Kolacja w Buenos Aires - ebook
Kolacja w Buenos Aires - ebook
Grace Blake przyjmie posadę w angielskiej rezydencji argentyńskiego milionera Cesara Navarra. Po pierwszych dniach pełna energii Grace zaczyna się obawiać, czy wytrzyma w pustym, pilnie strzeżonym przez ochroniarzy i kamery domu. Ponieważ zawsze szczerze mówi, co myśli, jest pewna, że Navarro sam ją zwolni. On jednak nieoczekiwanie prosi, by przygotowała dla niego kolację urodzinową w Buenos Aires…
Kategoria: | Romans |
Zabezpieczenie: |
Watermark
|
ISBN: | 978-83-276-1285-4 |
Rozmiar pliku: | 718 KB |
FRAGMENT KSIĄŻKI
– Na pewno dasz sobie radę?
– Grace, wsiadaj do samochodu i zmykaj! – Jej siostra, Beth, spojrzała na nią zniecierpliwiona. – Mam dwadzieścia trzy lata i jestem samodzielna. Zresztą potrzebujemy pieniędzy.

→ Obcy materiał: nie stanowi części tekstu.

//! File-backed configuration that follows edits to the file.

use std::path::{Path, PathBuf};
use std::sync::Arc;
use std::time::SystemTime;

use arc_swap::ArcSwap;
use parking_lot::Mutex;

use crate::configuration::Configuration;
use crate::error::{ConfigError, ConfigResult};

/// Modification time and length; a change in either triggers a re-read.
#[derive(Debug, Clone, Copy, PartialEq, Eq)]
struct Stamp {
    modified: Option<SystemTime>,
    len: u64,
}

impl Stamp {
    fn of(metadata: &std::fs::Metadata) -> Self {
        Self {
            modified: metadata.modified().ok(),
            len: metadata.len(),
        }
    }
}

/// A JSON configuration file.
///
/// [`snapshot`](Self::snapshot) is cheap when the file is unchanged, so
/// providers can call it from `fingerprint` on every refresh pass. A file
/// that stops parsing keeps serving the last good document.
pub struct ConfigFile {
    path: PathBuf,
    current: ArcSwap<Configuration>,
    stamp: Mutex<Option<Stamp>>,
}

impl ConfigFile {
    /// Load `path`. The first read must succeed.
    pub async fn open(path: impl Into<PathBuf>) -> ConfigResult<Self> {
        let path = path.into();
        let metadata = tokio::fs::metadata(&path)
            .await
            .map_err(|source| ConfigError::Io {
                path: path.clone(),
                source,
            })?;
        let document = Configuration::from_path(&path).await?;
        tracing::debug!(path = %path.display(), "configuration loaded");

        Ok(Self {
            path,
            current: ArcSwap::from_pointee(document),
            stamp: Mutex::new(Some(Stamp::of(&metadata))),
        })
    }

    /// The file path.
    #[must_use]
    pub fn path(&self) -> &Path {
        &self.path
    }

    /// The current document, re-read first if the file changed.
    ///
    /// Read and parse failures are logged and the previous document is
    /// returned. See [`refresh`](Self::refresh) for the I/O involved.
    pub fn snapshot(&self) -> Arc<Configuration> {
        if let Err(error) = self.refresh() {
            tracing::warn!(
                path = %self.path.display(),
                %error,
                "keeping previous configuration"
            );
        }
        self.current.load_full()
    }

    /// The document last loaded, without checking the file.
    #[must_use]
    pub fn current(&self) -> Arc<Configuration> {
        self.current.load_full()
    }

    /// Re-read the file if its stamp changed.
    ///
    /// Returns `Ok(true)` when a new document was published. A broken file is
    /// reported once per change, not on every call.
    ///
    /// This uses blocking filesystem calls: one `stat` when the file is
    /// unchanged, plus a full read after a change. Callers on an async
    /// runtime should keep it off hot paths or move it to
    /// [`tokio::task::spawn_blocking`] for large files.
    pub fn refresh(&self) -> ConfigResult<bool> {
        let mut stamp = self.stamp.lock();
        let metadata = std::fs::metadata(&self.path).map_err(|source| self.io_error(source))?;
        let next = Stamp::of(&metadata);
        if *stamp == Some(next) {
            return Ok(false);
        }
        *stamp = Some(next);

        let bytes = std::fs::read(&self.path).map_err(|source| self.io_error(source))?;
        let document = serde_json::from_slice(&bytes).map_err(|source| ConfigError::Parse {
            origin: self.path.display().to_string(),
            source,
        })?;
        self.current.store(Arc::new(Configuration::new(document)));
        tracing::info!(path = %self.path.display(), "configuration reloaded");
        Ok(true)
    }

    fn io_error(&self, source: std::io::Error) -> ConfigError {
        ConfigError::Io {
            path: self.path.clone(),
            source,
        }
    }
}

impl std::fmt::Debug for ConfigFile {
    fn fmt(&self, f: &mut std::fmt::Formatter<'_>) -> std::fmt::Result {
        f.debug_struct("ConfigFile")
            .field("path", &self.path)
            .field("stamp", &*self.stamp.lock())
            .finish()
    }
}
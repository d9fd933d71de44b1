//! Configuration presets for common scenarios

use super::{Config, DisplayConfig, Format};

/// Env var switch: anything but `0` and `false` turns the option on.
fn switch(value: &str) -> bool {
    value != "0" && !value.eq_ignore_ascii_case("false")
}

impl Config {
    /// Create configuration from environment variables
    #[must_use]
    pub fn from_env() -> Self {
        Self::from_lookup(|key| std::env::var(key).ok())
    }

    /// Create configuration from any key lookup, using the same variables as
    /// [`from_env`](Self::from_env).
    ///
    /// - `RELINK_LOG`, then `RUST_LOG`: filter directives
    /// - `RELINK_LOG_FORMAT`: `pretty`, `compact` or `json`
    /// - `RELINK_LOG_TIME`, `RELINK_LOG_SOURCE`, `RELINK_LOG_COLORS`: switches
    #[must_use]
    pub fn from_lookup(lookup: impl Fn(&str) -> Option<String>) -> Self {
        let mut config = Self::default();

        if let Some(level) = lookup("RELINK_LOG").or_else(|| lookup("RUST_LOG")) {
            config.level = level;
        }
        if let Some(format) = lookup("RELINK_LOG_FORMAT") {
            config.format = format.parse().unwrap_or_default();
        }
        config.display.parse_lookup(&lookup);
        config
    }

    /// Development configuration (pretty, debug level)
    #[must_use]
    pub fn development() -> Self {
        Self {
            level: "debug".to_string(),
            format: Format::Pretty,
            display: DisplayConfig {
                colors: true,
                source: true,
                ..DisplayConfig::default()
            },
            ..Self::default()
        }
    }

    /// Production configuration (JSON, info level, reloadable filter)
    #[must_use]
    pub fn production() -> Self {
        Self {
            level: "info".to_string(),
            format: Format::Json,
            display: DisplayConfig {
                colors: false,
                source: false,
                flatten: true,
                ..DisplayConfig::default()
            },
            reloadable: true,
        }
    }
}

impl DisplayConfig {
    fn parse_lookup(&mut self, lookup: &impl Fn(&str) -> Option<String>) {
        if let Some(v) = lookup("RELINK_LOG_TIME") {
            self.time = switch(&v);
        }
        if let Some(v) = lookup("RELINK_LOG_SOURCE") {
            self.source = switch(&v);
        }
        if let Some(v) = lookup("RELINK_LOG_COLORS") {
            self.colors = switch(&v);
        }
    }
}
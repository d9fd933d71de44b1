//! Configuration error type

use std::path::PathBuf;

use thiserror::Error;

/// Standard result type for configuration operations
pub type ConfigResult<T> = Result<T, ConfigError>;

/// Errors raised while loading or reading configuration
#[derive(Error, Debug)]
pub enum ConfigError {
    /// The configuration file could not be read
    #[error("Failed to read configuration file '{}': {source}", path.display())]
    Io {
        /// The file path
        path: PathBuf,
        /// The underlying I/O error
        #[source]
        source: std::io::Error,
    },

    /// The document is not valid JSON
    #[error("Failed to parse configuration from {origin}: {source}")]
    Parse {
        /// Where the document came from
        origin: String,
        /// The parser error
        #[source]
        source: serde_json::Error,
    },

    /// Nothing exists at the requested path
    #[error("Configuration path '{path}' not found: {message}")]
    PathNotFound {
        /// The requested dot path
        path: String,
        /// Which segment failed
        message: String,
    },

    /// A value exists but has the wrong shape
    #[error("Configuration value at '{path}' is not {expected}: {message}")]
    Type {
        /// The requested dot path
        path: String,
        /// The requested Rust type
        expected: &'static str,
        /// The deserializer message
        message: String,
    },
}

impl ConfigError {
    /// Create a path error
    pub fn path_error(message: impl Into<String>, path: impl Into<String>) -> Self {
        Self::PathNotFound {
            path: path.into(),
            message: message.into(),
        }
    }

    /// Create a type error
    pub fn type_error(
        message: impl Into<String>,
        path: impl Into<String>,
        expected: &'static str,
    ) -> Self {
        Self::Type {
            path: path.into(),
            expected,
            message: message.into(),
        }
    }

    /// Whether the requested path was absent
    #[must_use]
    pub fn is_not_found(&self) -> bool {
        matches!(self, Self::PathNotFound { .. })
    }
}
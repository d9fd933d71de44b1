//! Property test: every connection ever produced is closed exactly once,
//! whatever the sequence of fingerprint changes and provider failures.

use std::sync::Arc;

use proptest::prelude::*;
use relink_resource::{ContainerBuilder, Provider};
use relink_resource::testing::ScriptedProvider;
use tokio_util::sync::CancellationToken;

#[derive(Debug, Clone, Copy)]
enum Step {
    /// Pass with the fingerprint unchanged.
    Same,
    /// New fingerprint, provider succeeds.
    Change,
    /// New fingerprint, provider fails.
    FailedChange,
    /// New fingerprint, and the new connection will refuse to close.
    ChangeWithCloseFailure,
}

fn arb_step() -> impl Strategy<Value = Step> {
    prop_oneof![
        Just(Step::Same),
        Just(Step::Change),
        Just(Step::FailedChange),
        Just(Step::ChangeWithCloseFailure),
    ]
}

fn runtime() -> tokio::runtime::Runtime {
    tokio::runtime::Builder::new_current_thread()
        .enable_all()
        .build()
        .expect("runtime should build")
}

proptest! {
    #[test]
    fn every_connection_closed_exactly_once(steps in prop::collection::vec(arb_step(), 1..40)) {
        let (produced, closes, successes) = runtime().block_on(async move {
            let provider = Arc::new(ScriptedProvider::new("gen-0"));
            let container = ContainerBuilder::new()
                .provider("db", Arc::clone(&provider))
                .build_container();
            let cancel = CancellationToken::new();
            container.run(&cancel).await.expect("first pass succeeds");

            let mut applied = "gen-0".to_string();
            let mut successes = 1usize;
            for (i, step) in steps.iter().enumerate() {
                let next = format!("gen-{}", i + 1);
                match step {
                    Step::Same => {}
                    Step::Change => provider.set_fingerprint(next),
                    Step::FailedChange => {
                        provider.set_fingerprint(next);
                        provider.fail_next(1);
                    }
                    Step::ChangeWithCloseFailure => {
                        provider.fail_close(true);
                        provider.set_fingerprint(next);
                    }
                }
                let wanted = provider.fingerprint();
                if container.run(&cancel).await.is_ok() && wanted != applied {
                    successes += 1;
                    applied = wanted;
                }
                provider.fail_close(false);
            }

            container.stop().await;
            let ledger = provider.ledger();
            let closes: Vec<u32> = ledger.connections().iter().map(|c| c.close_count()).collect();
            (ledger.connections().len(), closes, successes)
        });

        prop_assert_eq!(produced, successes);
        for (id, count) in closes.iter().enumerate() {
            prop_assert_eq!(*count, 1, "connection {} closed {} times", id, count);
        }
    }
}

Grace musiała jej przyznać rację; rachunki, które nagromadziły się podczas choroby matki, wciąż były nieuregulowane. Sama musiała zrezygnować z posady szefa kuchni w jednym z ekskluzywnych hoteli londyńskich, żeby zająć się matką i umożliwić Beth skończenie studiów.
Co prawda Beth przeniosła się z powrotem do rodzinnego domu i pracowała w renomowanym wydawnictwie, ale jej pensja nie wystarczyłaby na pokrycie zaległości.

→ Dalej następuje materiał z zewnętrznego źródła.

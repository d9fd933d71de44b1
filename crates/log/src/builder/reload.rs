//! Reload logic for runtime filter changes

use std::sync::Arc;

use arc_swap::ArcSwap;
use tracing_subscriber::{EnvFilter, Registry, layer::Layer};

use crate::error::{LogError, LogResult};

/// Filter layer type installed at the bottom of the subscriber stack
pub(super) type FilterLayer = Box<dyn Layer<Registry> + Send + Sync + 'static>;

/// Handle for runtime filter changes
#[derive(Clone)]
pub struct ReloadHandle {
    filter: tracing_subscriber::reload::Handle<EnvFilter, Registry>,
    /// Current filter string, lock-free reads via `ArcSwap`
    current_filter: Arc<ArcSwap<String>>,
}

impl ReloadHandle {
    /// Replace the active filter directives.
    ///
    /// # Errors
    /// Returns error if the directives do not parse or the subscriber is gone.
    /// The active filter is unchanged on error.
    pub fn reload(&self, filter: &str) -> LogResult<()> {
        let new_filter = EnvFilter::try_new(filter).map_err(|e| LogError::filter(filter, e))?;
        self.filter
            .reload(new_filter)
            .map_err(|e| LogError::Config(format!("Failed to reload filter: {e}")))?;
        self.current_filter.store(Arc::new(filter.to_string()));
        tracing::info!(filter, "log filter reloaded");
        Ok(())
    }

    /// The active filter directives
    #[must_use]
    pub fn current_filter(&self) -> Arc<String> {
        self.current_filter.load_full()
    }
}

impl std::fmt::Debug for ReloadHandle {
    fn fmt(&self, f: &mut std::fmt::Formatter<'_>) -> std::fmt::Result {
        f.debug_struct("ReloadHandle")
            .field("current_filter", &*self.current_filter.load_full())
            .finish_non_exhaustive()
    }
}

/// Create a filter layer, optionally wrapping it in a reloadable layer
pub(super) fn create_filter_layer(
    filter: EnvFilter,
    level: &str,
    reloadable: bool,
) -> (FilterLayer, Option<ReloadHandle>) {
    if reloadable {
        let (layer, handle) = tracing_subscriber::reload::Layer::new(filter);
        let reload_handle = ReloadHandle {
            filter: handle,
            current_filter: Arc::new(ArcSwap::from_pointee(level.to_string())),
        };
        (Box::new(layer), Some(reload_handle))
    } else {
        (Box::new(filter), None)
    }
}
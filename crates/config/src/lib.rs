//! # Relink Config
//!
//! JSON configuration with dot-path access and typed accessors, plus a
//! file-backed source that picks up edits between refresh passes.

mod configuration;
mod error;
mod file;

pub use configuration::Configuration;
pub use error::{ConfigError, ConfigResult};
pub use file::ConfigFile;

I dlatego Grace jechała teraz w dzikie zakątki Hampshire, gdzie czekał ją miesięczny okres próbny w domu bajecznie bogatego argentyńskiego biznesmena, a w perspektywie stała posada kucharki i gospodyni.
– Ciekawe, jaki jest Cesar Navarro na żywo – zastanowiła się Beth.

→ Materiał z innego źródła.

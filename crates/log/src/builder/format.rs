//! Format layer creation macros

/// Build a text fmt layer (`pretty` or `compact`) from a `DisplayConfig`.
macro_rules! create_fmt_layer {
    ($format:ident, $display:expr) => {{
        tracing_subscriber::fmt::layer()
            .$format()
            .with_writer(std::io::stderr)
            .with_ansi($display.colors)
            .with_target($display.target)
            .with_file($display.source)
            .with_line_number($display.source)
            .with_thread_ids($display.thread_ids)
    }};
}

/// Build a JSON fmt layer from a `DisplayConfig`.
macro_rules! create_json_layer {
    ($display:expr) => {{
        tracing_subscriber::fmt::layer()
            .json()
            .with_writer(std::io::stderr)
            .with_current_span(true)
            .flatten_event($display.flatten)
            .with_ansi(false)
            .with_target($display.target)
            .with_file($display.source)
            .with_line_number($display.source)
            .with_thread_ids($display.thread_ids)
    }};
}

/// Install `$layer` over the filter, dropping timestamps when disabled.
macro_rules! install_with_time {
    ($filter:expr, $layer:expr, $time:expr) => {{
        let layer = $layer;
        if $time {
            install($filter, layer)
        } else {
            install($filter, layer.without_time())
        }
    }};
}
//! File-backed configuration: reload on change, keep last good document.

use std::io::Write;
use std::time::Duration;

use relink_config::{ConfigError, ConfigFile, Configuration};
use tempfile::NamedTempFile;

fn write(file: &NamedTempFile, contents: &str) {
    let mut handle = std::fs::File::create(file.path()).expect("temp file should open");
    handle
        .write_all(contents.as_bytes())
        .expect("temp file should be writable");
    handle.sync_all().expect("temp file should sync");
}

#[tokio::test]
async fn open_loads_document() {
    let file = NamedTempFile::new().unwrap();
    write(&file, r#"{"resources": {"db": {"port": 5432}}}"#);

    let config = ConfigFile::open(file.path()).await.unwrap();
    assert_eq!(config.snapshot().i64_or("resources.db.port", 0), 5432);
    assert!(!config.refresh().unwrap(), "unchanged file is not re-read");
}

#[tokio::test]
async fn open_reports_missing_and_invalid_files() {
    let err = ConfigFile::open("/definitely/not/here.json")
        .await
        .unwrap_err();
    assert!(matches!(err, ConfigError::Io { .. }));

    let file = NamedTempFile::new().unwrap();
    write(&file, "{ broken");
    let err = ConfigFile::open(file.path()).await.unwrap_err();
    assert!(matches!(err, ConfigError::Parse { .. }));
}

#[tokio::test]
async fn edits_are_picked_up_by_snapshot() {
    let file = NamedTempFile::new().unwrap();
    write(&file, r#"{"host": "a.local"}"#);
    let config = ConfigFile::open(file.path()).await.unwrap();
    assert_eq!(config.snapshot().string_or("host", ""), "a.local");

    write(&file, r#"{"host": "bb.local", "port": 1}"#);
    assert_eq!(config.snapshot().string_or("host", ""), "bb.local");
    assert_eq!(config.current().i64_or("port", 0), 1);
}

#[tokio::test]
async fn broken_edit_keeps_last_good_document() {
    let file = NamedTempFile::new().unwrap();
    write(&file, r#"{"host": "a.local"}"#);
    let config = ConfigFile::open(file.path()).await.unwrap();

    write(&file, r#"{"host": "#);
    assert!(matches!(config.refresh(), Err(ConfigError::Parse { .. })));
    assert_eq!(config.snapshot().string_or("host", ""), "a.local");

    write(&file, r#"{"host": "fixed.local"}"#);
    assert_eq!(config.snapshot().string_or("host", ""), "fixed.local");
}

#[tokio::test]
async fn removed_file_keeps_last_good_document() {
    let file = NamedTempFile::new().unwrap();
    write(&file, r#"{"timeout": "5s"}"#);
    let config = ConfigFile::open(file.path()).await.unwrap();

    let path = file.path().to_path_buf();
    file.close().unwrap();
    assert!(!path.exists());

    assert!(matches!(config.refresh(), Err(ConfigError::Io { .. })));
    assert_eq!(
        config.snapshot().duration_or("timeout", Duration::ZERO),
        Duration::from_secs(5)
    );
}

#[tokio::test]
async fn from_path_reads_json() {
    let file = NamedTempFile::new().unwrap();
    write(&file, r#"{"list": [1, 2, 3]}"#);

    let doc = Configuration::from_path(file.path()).await.unwrap();
    assert_eq!(doc.get("list").unwrap().as_array().unwrap().len(), 3);
}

Grace parsknęła, sprawdzając zawartość swej przepastnej torby.
– Wątpię, czy szybko będę miała okazję osobiście go poznać.
– Jak to?
Widząc je razem, każdy uświadomiłby sobie od razu, że nie są biologicznymi siostrami. Beth była wysoką, ciemnooką blondynką, Grace natomiast miała trochę ponad sto pięćdziesiąt centymetrów wzrostu, długie ciemne włosy i niebieskozielone oczy.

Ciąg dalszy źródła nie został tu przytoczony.